Where is Bartlett Hall?


At the State Library of Massachusetts we get questions about a multitude of subjects.  They can run the gamut from legislative history questions to finding a state report.  We also get questions about the State House including where Governors’ portraits are hanging to when the State House was built.

Recently we got the following question: “Where is Bartlett Hall?”  Even though I have worked at the library for over 25 years I had not heard of it.  I found the answer in a booklet entitled Massachusetts Facts published by the Massachusetts Secretary of State’s Office.

Barlett Hall is a small hall between Doric Hall and Nurses Hall and it was designed in the Italian Renaissance style by Charles Brigham in 1895. The hall contains a bronze statue of Civil War hero, William Francis Bartlett, sculpted by Daniel Chester French.

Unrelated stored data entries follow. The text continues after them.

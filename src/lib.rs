//! # Overview
//!
//! simsched is a lightweight engine for discrete-event simulations in which
//! every simulated entity keeps its own schedule. Rather than pushing all
//! events through one central queue, each participant owns a private sorted
//! collection of the events it will perform, and the [`Scheduler`] advances
//! the simulation by repeatedly polling every participant for its earliest
//! pending event, moving the logical clock to the globally soonest one, and
//! dispatching it to its owner:
//!
//! * A [`ScheduledEvent`] is an immutable record of one future occurrence -
//!   when it fires, what kind it is, and which participant performs it.
//!   Events carry process-unique ids so that simultaneous events always fire
//!   in creation order, making every run deterministic and reproducible.
//! * The [`SimObject`] trait is the participant contract: expose your
//!   earliest pending event, integrate elapsed simulation time, and react
//!   when one of your events fires. Reactions may schedule or cancel further
//!   events and may add or remove participants mid-simulation.
//! * The [`Scheduler`] owns the registered set and the clock. It has no
//!   internal run loop; the application drives it one event at a time with
//!   [`Scheduler::advance_to_next_event`], which makes it easy to interleave
//!   simulation progress with rendering, pacing, or other host concerns.
//!
//! Simulation time is logical - a real number of seconds since simulation
//! start - and is decoupled from the wall clock. A participant that wants
//! real-time pacing can sleep inside its own reaction; the engine neither
//! knows nor cares.
//!
//! # Example
//!
//! ```
//! use simsched::{Schedule, ScheduledEvent, Scheduler, SimObject, SimTime};
//! use std::cell::RefCell;
//! use std::rc::Rc;
//!
//! struct Bell {
//!     schedule: Schedule,
//!     rings: u32,
//! }
//!
//! impl SimObject for Bell {
//!     fn schedule(&self) -> &Schedule {
//!         &self.schedule
//!     }
//!
//!     fn schedule_mut(&mut self) -> &mut Schedule {
//!         &mut self.schedule
//!     }
//!
//!     fn advance(&mut self, _delta_secs: f64) {}
//!
//!     fn on_event(&mut self, event: &ScheduledEvent, scheduler: &mut Scheduler) -> simsched::Result {
//!         if event.is_kind("ring")? {
//!             self.rings += 1;
//!             if self.rings < 3 {
//!                 self.schedule
//!                     .schedule_event(scheduler.current_time() + 60.0, "ring")?;
//!             }
//!         }
//!         Ok(())
//!     }
//! }
//!
//! fn main() -> simsched::Result {
//!     let bell = Rc::new(RefCell::new(Bell {
//!         schedule: Schedule::new(),
//!         rings: 0,
//!     }));
//!
//!     let mut scheduler = Scheduler::new();
//!     scheduler.add_participant(bell.clone());
//!     bell.borrow_mut()
//!         .schedule_mut()
//!         .schedule_event(SimTime::from_secs(60.0), "ring")?;
//!
//!     while scheduler.advance_to_next_event()? {}
//!
//!     assert_eq!(bell.borrow().rings, 3);
//!     assert_eq!(scheduler.current_time(), SimTime::from_secs(180.0));
//!     Ok(())
//! }
//! ```
//!
//! # Logging
//!
//! The engine emits [`tracing`] events - registration changes at `debug`,
//! clock movement and dispatch at `trace`, tolerated inconsistencies at
//! `warn` - and installs no subscriber of its own.

mod error;
mod events;
mod participant;
mod scheduler;
mod time;

pub use error::{Error, Result};
pub use events::{EventId, ScheduledEvent};
pub use participant::{Schedule, SimHandle, SimObject};
pub use scheduler::Scheduler;
pub use time::SimTime;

Another statue of Bartlett, also by French, exists in Memorial Hall at Harvard University. After Memorial Hall was built in 1874 Bartlett gave a moving speech about reconciliation after the Civil War.

William Francis Bartlett was born in Haverhill, Massachusetts in 1840. He was a graduate of Harvard and Civil War hero, who rose through the ranks to become a General.  He was injured several times during the war and after recuperating he would go back to fighting. He lost a leg at Yorktown in early 1862.  He died from tuberculosis on December 17th, 1876 in Pittsfield, Mass., he was 36 years old.

In addition to Barlett’s statue the Hall also houses two busts: one of Henry Cabot Lodge and the other of his grandson Henry Cabot Lodge, Jr.  Henry Cabot Lodge (1850-1924) served as a State Representative from 1880-81.  Henry Cabot Lodge, Jr. (1902-1985) served as a State Representative from 1933-1936.  Both went on to serve in the U.S. Senate.